The answer must consist of every record below, reproduced exactly.

__Records for processing__:
————————

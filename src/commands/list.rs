use anyhow::Result;
use campus_calendar_core::range::DateRange;
use campus_calendar_core::search::{for_department, search_events};
use campus_calendar_core::{CategoryFilter, DisplayedMonth, Event};
use owo_colors::OwoColorize;

use crate::commands::CalendarContext;
use crate::render::Render;

pub struct ListOptions<'a> {
    pub category: Option<&'a str>,
    pub search: Option<&'a str>,
    pub department: Option<&'a str>,
}

/// Events overlapping `month`, narrowed and sorted by start date.
pub fn select<'a>(
    events: &'a [Event],
    month: DisplayedMonth,
    filter: CategoryFilter,
    search: Option<&str>,
    department: Option<&str>,
) -> Vec<&'a Event> {
    let mut selected: Vec<&Event> = DateRange::month(month)
        .filter(events)
        .into_iter()
        .filter(|event| filter.matches(event.category))
        .collect();

    if let Some(term) = search {
        selected = search_events(selected, term);
    }
    if let Some(department) = department {
        selected = for_department(selected, department);
    }

    selected.sort_by_key(|event| event.start_date);
    selected
}

pub fn run(ctx: &CalendarContext, month: DisplayedMonth, options: ListOptions<'_>) -> Result<()> {
    let filter = ctx.filter(options.category)?;
    let events = select(&ctx.events, month, filter, options.search, options.department);

    println!("{}", month.to_string().bold());

    if events.is_empty() {
        println!("{}", "No events found for this month".dimmed());
        return Ok(());
    }

    for event in events {
        println!("  {}", event.render(&ctx.taxonomy));
    }

    Ok(())
}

————————

__Exercise answer__:
filename src/commands/list.rs
use anyhow::Result;
use campus_calendar_core::range::DateRange;
use campus_calendar_core::search::{for_department, search_events};
use campus_calendar_core::{CategoryFilter, DisplayedMonth, Event};
use owo_colors::OwoColorize;

use crate::commands::CalendarContext;
use crate::render::Render;

pub struct ListOptions<'a> {
    pub category: Option<&'a str>,
    pub search: Option<&'a str>,
    pub department: Option<&'a str>,
}

/// Events overlapping `month`, narrowed and sorted by start date.
pub fn select<'a>(
    events: &'a [Event],
    month: DisplayedMonth,
    filter: CategoryFilter,
    search: Option<&str>,
    department: Option<&str>,
) -> Vec<&'a Event> {
    let mut selected: Vec<&Event> = DateRange::month(month)
        .filter(events)
        .into_iter()
        .filter(|event| filter.matches(event.category))
        .collect();

    if let Some(term) = search {
        selected = search_events(selected, term);
    }
    if let Some(department) = department {
        selected = for_department(selected, department);
    }

    selected.sort_by_key(|event| event.start_date);
    selected
}

pub fn run(ctx: &CalendarContext, month: DisplayedMonth, options: ListOptions<'_>) -> Result<()> {
    let filter = ctx.filter(options.category)?;
    let events = select(&ctx.events, month, filter, options.search, options.department);

    println!("{}", month.to_string().bold());

    if events.is_empty() {
        println!("{}", "No events found for this month".dimmed());
        return Ok(());
    }

    for event in events {
        println!("  {}", event.render(&ctx.taxonomy));
    }

    Ok(())
}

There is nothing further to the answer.